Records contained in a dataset
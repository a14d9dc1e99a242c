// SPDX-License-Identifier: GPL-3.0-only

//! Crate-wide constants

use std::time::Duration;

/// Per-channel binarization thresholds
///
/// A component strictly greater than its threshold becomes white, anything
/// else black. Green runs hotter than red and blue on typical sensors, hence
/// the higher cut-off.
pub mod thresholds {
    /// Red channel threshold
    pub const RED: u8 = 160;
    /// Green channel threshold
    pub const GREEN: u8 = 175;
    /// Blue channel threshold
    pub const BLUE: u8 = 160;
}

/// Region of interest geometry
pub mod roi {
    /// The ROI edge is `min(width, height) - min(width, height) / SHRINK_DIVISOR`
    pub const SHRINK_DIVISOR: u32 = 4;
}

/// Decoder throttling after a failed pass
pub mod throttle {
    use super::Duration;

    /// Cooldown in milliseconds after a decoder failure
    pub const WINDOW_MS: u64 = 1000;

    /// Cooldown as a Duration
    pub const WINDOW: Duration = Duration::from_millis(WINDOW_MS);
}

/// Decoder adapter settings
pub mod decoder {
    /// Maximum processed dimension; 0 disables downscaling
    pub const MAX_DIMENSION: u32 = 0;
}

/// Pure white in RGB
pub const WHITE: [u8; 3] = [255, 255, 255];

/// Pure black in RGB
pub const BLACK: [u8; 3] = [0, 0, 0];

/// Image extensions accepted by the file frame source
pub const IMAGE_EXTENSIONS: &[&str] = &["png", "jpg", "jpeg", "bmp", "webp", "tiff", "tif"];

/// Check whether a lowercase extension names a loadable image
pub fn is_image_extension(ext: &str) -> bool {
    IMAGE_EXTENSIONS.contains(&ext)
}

> Your instructions: Reproduce each line from the data that has "channel" in it.

> Final answer:
/// Per-channel binarization thresholds
    /// Red channel threshold
    /// Green channel threshold
    /// Blue channel threshold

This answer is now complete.